David Charters: Can't you see the orange isn't for eating

FROM the depths of our generously rounded wooden bowl, a pyramid of fruit arose, gently releasing the scents of many faraway lands – tangerines, some still on their sprigs; a proud pineapple crammed with flavoursome fibres ready to torment the dentures of dear Aunty Gwladys; swollen, wide-smiling melons of yellow and green; the dazzling skin of eye-watering lemons; dark grapes peeping out like nipples; full-bodied pippins from our own English orchards; red apples polished like cricket balls; russets as brown as toads and limes with calypso hearts.

At the top of this perfectly sculpted feast, there sat like Buddha, an orange from Morocco, whose explosion of juice was contained in the glow of stretched peel that beckoned the hand. I reached for it, as the saliva of anticipation gathered in my mouth. And then I heard the clip-tap-flump of rapidly accelerating feet that could only be attached to the slender ankles fashioned by the angels for a person of my very close acquaintance. “Put that back at once!” thundered my wife, passion blazing in the lovely turquoise of her eyes. “Can’t you see the orange isn’t for eating?”

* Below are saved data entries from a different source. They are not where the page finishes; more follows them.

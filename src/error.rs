// ABOUTME: Application-wide error types for ephemera.
// ABOUTME: Config, IO and command-level failures; preview failures nest as PreviewError.

use std::path::PathBuf;
use thiserror::Error;

use crate::build::ClassifyError;
use crate::preview::PreviewError;
use crate::types::PrNumber;

#[derive(Debug, Error)]
pub enum Error {
    #[error("file already exists: {0}")]
    AlreadyExists(PathBuf),

    #[error("configuration file not found in {0}")]
    ConfigNotFound(PathBuf),

    #[error("missing required environment variable: {0}")]
    MissingEnvVar(String),

    #[error("cannot read secret from {path:?}: {source}")]
    SecretFile {
        path: PathBuf,
        #[source]
        source: std::io::Error,
    },

    #[error("invalid configuration: {0}")]
    InvalidConfig(String),

    #[error("I/O error: {0}")]
    Io(#[from] std::io::Error),

    #[error("YAML parse error: {0}")]
    Yaml(#[from] serde_yaml::Error),

    #[error("JSON encode error: {0}")]
    Json(#[from] serde_json::Error),

    #[error(transparent)]
    Preview(#[from] PreviewError),

    #[error("classification failed: {0}")]
    Classify(#[from] ClassifyError),

    #[error("teardown of PR {pr} incomplete: {failures} resource(s) could not be removed")]
    TeardownIncomplete { pr: PrNumber, failures: usize },
}

pub type Result<T> = std::result::Result<T, Error>;
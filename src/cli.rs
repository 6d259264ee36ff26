// ABOUTME: Command-line interface definition using clap derive macros.
// ABOUTME: Defines all subcommands and their arguments.

use std::path::PathBuf;

use clap::{Parser, Subcommand};
use ephemera::output::OutputMode;
use ephemera::types::{PrNumber, RepoSlug};

#[derive(Parser)]
#[command(name = "ephemera")]
#[command(about = "Ephemeral per-pull-request preview environments for Kubernetes")]
#[command(version)]
pub struct Cli {
    /// Enable debug logging
    #[arg(short, long, global = true)]
    pub verbose: bool,

    /// Print only the final result
    #[arg(short, long, global = true, conflicts_with = "json")]
    pub quiet: bool,

    /// Emit JSON lines instead of text
    #[arg(long, global = true)]
    pub json: bool,

    #[command(subcommand)]
    pub command: Commands,
}

impl Cli {
    pub fn output_mode(&self) -> OutputMode {
        if self.json {
            OutputMode::Json
        } else if self.quiet {
            OutputMode::Quiet
        } else {
            OutputMode::Normal
        }
    }
}

#[derive(Subcommand)]
pub enum Commands {
    /// Initialize a new ephemera.yml configuration file
    Init {
        /// Registry namespace images are pushed under
        #[arg(short, long)]
        registry: Option<String>,

        /// Overwrite an existing configuration file
        #[arg(short, long)]
        force: bool,
    },

    /// Show the build plans for a local checkout without building anything
    Plan {
        /// Checkout to classify
        #[arg(default_value = ".")]
        path: PathBuf,

        /// Repository the checkout belongs to (owner/name)
        #[arg(long, value_parser = RepoSlug::parse)]
        repo: RepoSlug,

        /// Pull request number used for image tags
        #[arg(long)]
        pr: PrNumber,
    },

    /// Build and deploy a preview environment for a pull request
    Create {
        /// Repository URL (https://host/owner/name)
        repo_url: String,

        /// Pull request number
        #[arg(long)]
        pr: PrNumber,

        /// Access token for private repositories, overrides the configured token
        #[arg(long, env = "EPHEMERA_TOKEN", hide_env_values = true)]
        token: Option<String>,
    },

    /// Remove every preview environment of a pull request
    Delete {
        /// Pull request number
        #[arg(long)]
        pr: PrNumber,
    },
}
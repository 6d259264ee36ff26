// ABOUTME: Turns a BuildPlan into a published image.
// ABOUTME: Compose builds are re-tagged from their generated name before pushing.

use super::error::ImageError;
use super::ops::ImageOps;
use super::plan::{BuildPlan, BuildSource};
use crate::types::ImageRef;

/// Build and publish the image for `plan`, returning the reference to deploy.
///
/// Failures are not retried.
pub async fn build_image<I: ImageOps + ?Sized>(
    images: &I,
    plan: &BuildPlan,
) -> Result<ImageRef, ImageError> {
    let target = &plan.image_ref;

    match &plan.source {
        BuildSource::Prebuilt { image } => {
            tracing::info!(image = %image, "using prebuilt image");
            return Ok(target.clone());
        }
        BuildSource::Dockerfile { path } => {
            tracing::info!(
                image = %target,
                context = %plan.build_context.display(),
                "building image"
            );
            images
                .build_image(&plan.build_context, path.as_deref(), target)
                .await?;
        }
        BuildSource::ComposeService {
            descriptor,
            service,
            generated_image,
        } => {
            tracing::info!(
                image = %target,
                service = %service,
                descriptor = %descriptor.display(),
                "building compose service"
            );
            images.compose_build(descriptor, service).await?;
            images.tag_image(generated_image, target).await?;
        }
    }

    images.push_image(target).await?;
    tracing::info!(image = %target, "image published");
    Ok(target.clone())
}
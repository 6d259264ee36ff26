// ABOUTME: Output formatting for CLI feedback.
// ABOUTME: Human text, quiet CI output, or JSON line events for scripting.

use serde::Serialize;
use std::io::Write;
use std::time::Instant;

/// Output mode for CLI feedback.
#[derive(Debug, Clone, Copy, PartialEq, Eq)]
pub enum OutputMode {
    /// Human-friendly output with progress messages
    Normal,
    /// Minimal output for CI (only final result)
    Quiet,
    /// JSON lines for scripting
    Json,
}

#[derive(Debug, Clone, Copy)]
enum Stream {
    Stdout,
    Stderr,
}

/// Handles CLI output based on the configured mode.
pub struct Output {
    mode: OutputMode,
    start_time: Option<Instant>,
}

impl Output {
    pub fn new(mode: OutputMode) -> Self {
        Self {
            mode,
            start_time: None,
        }
    }

    pub fn mode(&self) -> OutputMode {
        self.mode
    }

    /// Start timing an operation.
    pub fn start_timer(&mut self) {
        self.start_time = Some(Instant::now());
    }

    fn duration(&self) -> Option<f64> {
        self.start_time.map(|t| t.elapsed().as_secs_f64())
    }

    /// Print a progress message (suppressed in quiet/json mode).
    pub fn progress(&self, message: &str) {
        if self.mode == OutputMode::Normal {
            println!("{message}");
        }
    }

    /// Print a warning. Quiet mode drops warnings entirely.
    pub fn warning(&self, message: &str) {
        match self.mode {
            OutputMode::Normal => eprintln!("Warning: {message}"),
            OutputMode::Quiet => {}
            OutputMode::Json => self.event(Stream::Stderr, "warning", message, None::<&()>),
        }
    }

    /// Print a success message, with timing when a timer was started.
    pub fn success(&self, message: &str) {
        match (self.mode, self.duration()) {
            (OutputMode::Normal, Some(secs)) => println!("{message} ({secs:.1}s)"),
            (OutputMode::Normal | OutputMode::Quiet, _) => println!("{message}"),
            (OutputMode::Json, _) => self.event(Stream::Stdout, "success", message, None::<&()>),
        }
    }

    /// Print a structured result. Only JSON mode prints the payload; the
    /// other modes print `summary`.
    pub fn result<T: Serialize>(&self, summary: &str, data: &T) {
        match self.mode {
            OutputMode::Normal | OutputMode::Quiet => self.success(summary),
            OutputMode::Json => self.event(Stream::Stdout, "result", summary, Some(data)),
        }
    }

    /// Print an error message.
    pub fn error(&self, message: &str) {
        match self.mode {
            OutputMode::Normal | OutputMode::Quiet => eprintln!("Error: {message}"),
            OutputMode::Json => self.event(Stream::Stderr, "error", message, None::<&()>),
        }
    }

    fn event<T: Serialize>(&self, stream: Stream, event: &str, message: &str, data: Option<&T>) {
        let event = JsonEvent {
            event,
            message,
            duration_secs: self.duration(),
            data,
        };
        let line = match serde_json::to_string(&event) {
            Ok(line) => line,
            Err(e) => {
                tracing::error!(error = %e, "failed to encode output event");
                return;
            }
        };
        // write errors, e.g. a closed pipe, are ignored
        let _ = match stream {
            Stream::Stdout => writeln!(std::io::stdout().lock(), "{line}"),
            Stream::Stderr => writeln!(std::io::stderr().lock(), "{line}"),
        };
    }
}

#[derive(Serialize)]
struct JsonEvent<'a, T: Serialize> {
    event: &'a str,
    message: &'a str,
    #[serde(skip_serializing_if = "Option::is_none")]
    duration_secs: Option<f64>,
    #[serde(skip_serializing_if = "Option::is_none")]
    data: Option<&'a T>,
}

#[cfg(test)]
mod tests {
    use super::*;

    #[test]
    fn event_omits_empty_fields() {
        let event = JsonEvent {
            event: "success",
            message: "done",
            duration_secs: None,
            data: None::<&()>,
        };
        assert_eq!(
            serde_json::to_string(&event).unwrap(),
            r#"{"event":"success","message":"done"}"#
        );
    }

    #[test]
    fn event_carries_payload() {
        let plans = vec!["a", "b"];
        let event = JsonEvent {
            event: "result",
            message: "2 build plan(s)",
            duration_secs: Some(1.5),
            data: Some(&plans),
        };
        let value: serde_json::Value =
            serde_json::from_str(&serde_json::to_string(&event).unwrap()).unwrap();
        assert_eq!(value["data"][1], "b");
        assert_eq!(value["duration_secs"], 1.5);
    }
}
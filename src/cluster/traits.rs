// ABOUTME: Composable capability traits for the cluster control plane.
// ABOUTME: NamespaceOps, ObjectOps, ServiceOps, NodeOps and the ClusterOps umbrella.

use std::collections::BTreeSet;
use std::path::Path;
use std::time::Duration;

use async_trait::async_trait;

use super::error::ClusterError;
use crate::types::NamespaceName;

/// Namespace lifecycle.
#[async_trait]
pub trait NamespaceOps: Send + Sync {
    /// Create a namespace. Fails with `ClusterError::AlreadyExists` on a name clash.
    async fn create_namespace(&self, name: &NamespaceName) -> Result<(), ClusterError>;

    /// Names of every namespace in the cluster.
    async fn list_namespaces(&self) -> Result<Vec<String>, ClusterError>;

    /// Delete a namespace and everything in it.
    async fn delete_namespace(&self, name: &str) -> Result<(), ClusterError>;
}

/// Declarative object management.
#[async_trait]
pub trait ObjectOps: Send + Sync {
    /// Apply a rendered manifest file.
    async fn apply_manifest(&self, path: &Path) -> Result<(), ClusterError>;

    /// Wait until a deployment's rollout completes.
    async fn wait_for_rollout(
        &self,
        namespace: &NamespaceName,
        deployment: &str,
        timeout: Duration,
    ) -> Result<(), ClusterError>;
}

/// Ports exposed by one service.
#[derive(Debug, Clone, Copy, PartialEq, Eq)]
pub struct ServicePorts {
    pub port: u16,
    pub node_port: Option<u16>,
}

/// Service inspection.
#[async_trait]
pub trait ServiceOps: Send + Sync {
    /// Every node port currently allocated across all namespaces.
    async fn allocated_node_ports(&self) -> Result<BTreeSet<u16>, ClusterError>;

    /// Ports of the first port entry of a service.
    async fn service_ports(
        &self,
        namespace: &NamespaceName,
        service: &str,
    ) -> Result<ServicePorts, ClusterError>;
}

/// Node inspection.
#[async_trait]
pub trait NodeOps: Send + Sync {
    /// Internal address of the first node.
    async fn node_address(&self) -> Result<String, ClusterError>;
}

/// Everything the engine needs from the cluster.
pub trait ClusterOps: NamespaceOps + ObjectOps + ServiceOps + NodeOps {}

impl<T: NamespaceOps + ObjectOps + ServiceOps + NodeOps> ClusterOps for T {}
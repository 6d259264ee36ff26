// ABOUTME: BuildPlan, the unit of work for building and deploying one service.
// ABOUTME: Strategy decides port range, templates and the canonical image name.

use std::path::PathBuf;

use serde::Serialize;

use crate::manifest::TemplateSet;
use crate::ports::ServiceKind;
use crate::types::{AppName, ImageRef, PrNumber, RepoSlug};

/// How a buildable unit was recognised.
#[derive(Debug, Clone, PartialEq, Eq, Serialize)]
#[serde(tag = "kind", rename_all = "lowercase")]
pub enum BuildStrategy {
    Frontend,
    Backend,
    Generic,
    Compose { service: String },
}

impl BuildStrategy {
    /// Suffix in the canonical image name; `None` for generic builds.
    pub fn image_suffix(&self) -> Option<&str> {
        match self {
            BuildStrategy::Frontend => Some("frontend"),
            BuildStrategy::Backend => Some("backend"),
            BuildStrategy::Generic => None,
            BuildStrategy::Compose { service } => Some(service),
        }
    }

    pub fn service_kind(&self) -> ServiceKind {
        match self {
            BuildStrategy::Frontend => ServiceKind::Frontend,
            BuildStrategy::Backend => ServiceKind::Backend,
            BuildStrategy::Generic => ServiceKind::Generic,
            BuildStrategy::Compose { service } => match service.as_str() {
                "frontend" => ServiceKind::Frontend,
                "backend" => ServiceKind::Backend,
                _ => ServiceKind::Generic,
            },
        }
    }

    pub fn templates(&self) -> TemplateSet {
        match self {
            BuildStrategy::Frontend => TemplateSet::with_prefix(Some("frontend")),
            BuildStrategy::Backend => TemplateSet::with_prefix(Some("backend")),
            BuildStrategy::Generic | BuildStrategy::Compose { .. } => {
                TemplateSet::with_prefix(None)
            }
        }
    }

    /// Workload name inside the namespace: the app name, suffixed for
    /// anything but a generic build.
    pub fn workload_name(&self, app: &AppName) -> String {
        match self.image_suffix() {
            None => app.to_string(),
            Some(suffix) => format!("{app}-{}", sanitize_label(suffix)),
        }
    }

    pub fn is_compose(&self) -> bool {
        matches!(self, BuildStrategy::Compose { .. })
    }
}

fn sanitize_label(value: &str) -> String {
    let mapped: String = value
        .to_ascii_lowercase()
        .chars()
        .map(|c| if c.is_ascii_alphanumeric() { c } else { '-' })
        .collect();
    mapped.trim_matches('-').to_string()
}

/// Where the image for a plan comes from.
#[derive(Debug, Clone, PartialEq, Eq, Serialize)]
#[serde(tag = "kind", rename_all = "snake_case")]
pub enum BuildSource {
    /// Build file in the context. `path` is set when it must be passed explicitly.
    Dockerfile { path: Option<PathBuf> },
    /// A service of a multi-service descriptor, and the image name it produces.
    ComposeService {
        descriptor: PathBuf,
        service: String,
        generated_image: String,
    },
    /// Nothing to build; the service runs an upstream image.
    Prebuilt { image: String },
}

#[derive(Debug, Clone, PartialEq, Eq, Serialize)]
pub struct BuildPlan {
    pub strategy: BuildStrategy,
    pub build_context: PathBuf,
    pub image_ref: ImageRef,
    pub source: BuildSource,
}

/// Inputs for canonical image references.
#[derive(Debug, Clone)]
pub struct PlanNaming {
    pub registry_namespace: String,
    pub repository: RepoSlug,
    pub pr: PrNumber,
}

impl PlanNaming {
    pub fn image_for(&self, strategy: &BuildStrategy) -> ImageRef {
        let suffix = strategy.image_suffix().map(sanitize_label);
        ImageRef::preview(
            &self.registry_namespace,
            &self.repository,
            suffix.as_deref(),
            self.pr,
        )
    }
}
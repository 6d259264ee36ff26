// ABOUTME: Container image reference in `repository:tag` form.
// ABOUTME: Builds the canonical preview reference `{namespace}/{repo}-{kind}:pr-{n}`.

use super::pr_number::PrNumber;
use super::repo_slug::RepoSlug;
use serde::{Serialize, Serializer};
use std::fmt;
use thiserror::Error;

#[derive(Debug, Error, PartialEq, Eq)]
pub enum ParseImageRefError {
    #[error("image reference cannot be empty")]
    Empty,

    #[error("invalid character in image reference: {0}")]
    InvalidChar(char),

    #[error("invalid image reference format: {0}")]
    InvalidFormat(String),
}

#[derive(Debug, Clone, PartialEq, Eq, Hash)]
pub struct ImageRef {
    repository: String,
    tag: String,
}

impl ImageRef {
    pub fn parse(input: &str) -> Result<Self, ParseImageRefError> {
        let input = input.trim();
        if input.is_empty() {
            return Err(ParseImageRefError::Empty);
        }

        if let Some(c) = input.chars().find(|c| {
            !c.is_ascii_alphanumeric() && !matches!(c, '/' | ':' | '.' | '-' | '_' | '@')
        }) {
            return Err(ParseImageRefError::InvalidChar(c));
        }

        // A colon after the last slash separates the tag; earlier colons
        // belong to a registry port.
        let last_slash = input.rfind('/').map(|i| i + 1).unwrap_or(0);
        let (repository, tag) = match input[last_slash..].rfind(':') {
            Some(pos) => {
                let split = last_slash + pos;
                (&input[..split], &input[split + 1..])
            }
            None => (input, "latest"),
        };

        if repository.is_empty() || tag.is_empty() || repository.ends_with('/') {
            return Err(ParseImageRefError::InvalidFormat(input.to_string()));
        }

        Ok(Self {
            repository: repository.to_string(),
            tag: tag.to_string(),
        })
    }

    /// Canonical reference for a preview image. `kind` is omitted for generic builds.
    pub fn preview(
        registry_namespace: &str,
        repo: &RepoSlug,
        kind: Option<&str>,
        pr: PrNumber,
    ) -> Self {
        let repository = match kind {
            Some(kind) => format!(
                "{}/{}-{}",
                registry_namespace,
                repo.flattened(),
                kind.to_ascii_lowercase()
            ),
            None => format!("{}/{}", registry_namespace, repo.flattened()),
        };
        Self {
            repository,
            tag: pr.tag(),
        }
    }

    pub fn repository(&self) -> &str {
        &self.repository
    }

    pub fn tag(&self) -> &str {
        &self.tag
    }
}

impl fmt::Display for ImageRef {
    fn fmt(&self, f: &mut fmt::Formatter<'_>) -> fmt::Result {
        write!(f, "{}:{}", self.repository, self.tag)
    }
}

impl Serialize for ImageRef {
    fn serialize<S: Serializer>(&self, serializer: S) -> Result<S::Ok, S::Error> {
        self.to_string().serialize(serializer)
    }
}
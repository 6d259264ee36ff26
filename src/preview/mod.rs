// ABOUTME: The preview lifecycle engine: create and delete per-PR environments.
// ABOUTME: Composes source checkout, namespace allocation, builds, deploys, probing and teardown.

mod engine;
mod environment;
mod error;
mod result;

pub use engine::{Backends, CliBackends, PreviewEngine};
pub use environment::{PreviewEnvironment, PreviewStatus};
pub use error::{FailureStage, PreviewError, PreviewErrorKind};
pub use result::{PreviewResources, PreviewResult};
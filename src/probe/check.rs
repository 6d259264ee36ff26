// ABOUTME: Bounded HTTP GET with a raw TCP connect as the degraded fallback.
// ABOUTME: HTTP status in [200, 400) counts as reachable; TCP is only tried when HTTP got no answer.

use std::time::Duration;

use http_body_util::Empty;
use hyper_util::rt::TokioIo;
use serde::Serialize;
use tokio::net::TcpStream;
use url::Url;

/// What the verification step observed.
#[derive(Debug, Clone, Copy, PartialEq, Eq, Serialize)]
#[serde(tag = "signal", content = "status", rename_all = "snake_case")]
pub enum ProbeSignal {
    /// HTTP answered with a status in `[200, 400)`.
    Http(u16),
    /// HTTP answered, but with a status outside `[200, 400)`.
    HttpStatus(u16),
    /// HTTP got no response but a TCP connection succeeded.
    TcpOnly,
    Unreachable,
}

impl ProbeSignal {
    pub fn is_reachable(self) -> bool {
        matches!(self, ProbeSignal::Http(_) | ProbeSignal::TcpOnly)
    }
}

/// Verify `url` answers, requesting `path`.
pub async fn check_url(
    url: &Url,
    path: &str,
    http_timeout: Duration,
    tcp_timeout: Duration,
) -> ProbeSignal {
    let Some(host) = url.host_str() else {
        return ProbeSignal::Unreachable;
    };
    let Some(port) = url.port_or_known_default() else {
        return ProbeSignal::Unreachable;
    };
    let addr = format!("{host}:{port}");

    match tokio::time::timeout(http_timeout, http_status(&addr, host, path)).await {
        Ok(Ok(status)) if (200..400).contains(&status) => {
            tracing::debug!(url = %url, status, "HTTP probe succeeded");
            return ProbeSignal::Http(status);
        }
        Ok(Ok(status)) => {
            tracing::debug!(url = %url, status, "HTTP probe got error status");
            return ProbeSignal::HttpStatus(status);
        }
        Ok(Err(e)) => tracing::debug!(url = %url, error = %e, "HTTP probe failed"),
        Err(_) => tracing::debug!(url = %url, "HTTP probe timed out"),
    }

    match tokio::time::timeout(tcp_timeout, TcpStream::connect(&addr)).await {
        Ok(Ok(_)) => {
            tracing::debug!(addr = %addr, "TCP connect succeeded");
            ProbeSignal::TcpOnly
        }
        _ => ProbeSignal::Unreachable,
    }
}

async fn http_status(
    addr: &str,
    host: &str,
    path: &str,
) -> Result<u16, Box<dyn std::error::Error + Send + Sync>> {
    let stream = TcpStream::connect(addr).await?;
    let io = TokioIo::new(stream);

    let (mut sender, conn) = hyper::client::conn::http1::handshake(io).await?;
    tokio::spawn(async move {
        if let Err(e) = conn.await {
            tracing::debug!("probe connection error: {}", e);
        }
    });

    let path = if path.starts_with('/') {
        path.to_string()
    } else {
        format!("/{path}")
    };
    let req = hyper::Request::builder()
        .method("GET")
        .uri(path)
        .header("Host", host)
        .header("User-Agent", concat!("ephemera/", env!("CARGO_PKG_VERSION")))
        .body(Empty::<bytes::Bytes>::new())?;

    let resp = sender.send_request(req).await?;
    Ok(resp.status().as_u16())
}

#[cfg(test)]
mod tests {
    use super::*;
    use tokio::io::{AsyncReadExt, AsyncWriteExt};
    use tokio::net::TcpListener;

    async fn serve_once(response: &'static str) -> u16 {
        let listener = TcpListener::bind("127.0.0.1:0").await.unwrap();
        let port = listener.local_addr().unwrap().port();
        tokio::spawn(async move {
            if let Ok((mut socket, _)) = listener.accept().await {
                let mut buf = [0u8; 1024];
                let _ = socket.read(&mut buf).await;
                let _ = socket.write_all(response.as_bytes()).await;
            }
        });
        port
    }

    fn url(port: u16) -> Url {
        Url::parse(&format!("http://127.0.0.1:{port}")).unwrap()
    }

    const SHORT: Duration = Duration::from_secs(2);

    #[tokio::test]
    async fn redirect_counts_as_http_success() {
        let port = serve_once("HTTP/1.1 302 Found\r\nLocation: /x\r\nContent-Length: 0\r\n\r\n").await;
        assert_eq!(check_url(&url(port), "/", SHORT, SHORT).await, ProbeSignal::Http(302));
    }

    #[tokio::test]
    async fn server_error_is_not_reachable() {
        let listener = TcpListener::bind("127.0.0.1:0").await.unwrap();
        let port = listener.local_addr().unwrap().port();
        tokio::spawn(async move {
            loop {
                let Ok((mut socket, _)) = listener.accept().await else { break };
                tokio::spawn(async move {
                    let mut buf = [0u8; 1024];
                    let _ = socket.read(&mut buf).await;
                    let _ = socket
                        .write_all(b"HTTP/1.1 503 Service Unavailable\r\nContent-Length: 0\r\n\r\n")
                        .await;
                });
            }
        });
        let signal = check_url(&url(port), "/", SHORT, SHORT).await;
        assert_eq!(signal, ProbeSignal::HttpStatus(503));
        assert!(!signal.is_reachable());
    }

    #[tokio::test]
    async fn silent_listener_falls_back_to_tcp() {
        let listener = TcpListener::bind("127.0.0.1:0").await.unwrap();
        let port = listener.local_addr().unwrap().port();
        tokio::spawn(async move {
            // accept and hang up without answering
            while let Ok((socket, _)) = listener.accept().await {
                drop(socket);
            }
        });
        let signal = check_url(&url(port), "/", SHORT, SHORT).await;
        assert_eq!(signal, ProbeSignal::TcpOnly);
        assert!(signal.is_reachable());
    }

    #[tokio::test]
    async fn closed_port_is_unreachable() {
        let listener = TcpListener::bind("127.0.0.1:0").await.unwrap();
        let port = listener.local_addr().unwrap().port();
        drop(listener);
        assert_eq!(
            check_url(&url(port), "/", SHORT, SHORT).await,
            ProbeSignal::Unreachable
        );
    }
}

“What’s it for then?” I asked, mouth agape and dribbling. Despite years of experience, my wife’s foibles can still leap from the blue with alarming alacrity, causing me to blink with amazement, in much the same way as the long-burrowing worm that finally surfaced under a neon parade in Manhattan. In those seconds, another picture began to form in my mind. The rulers of Birkenhead had reintroduced the stocks to entertain the downtrodden masses, whom, they felt, were in need of a jolly good fillip during this period of austerity, high unemployment and general gloom. To this end, I was dressed in sackcloth, sprinkled with ashes, charged with slothful conduct and dragged before the beak. “How do you plead?” he asked, all bewigged and as severe as the sky.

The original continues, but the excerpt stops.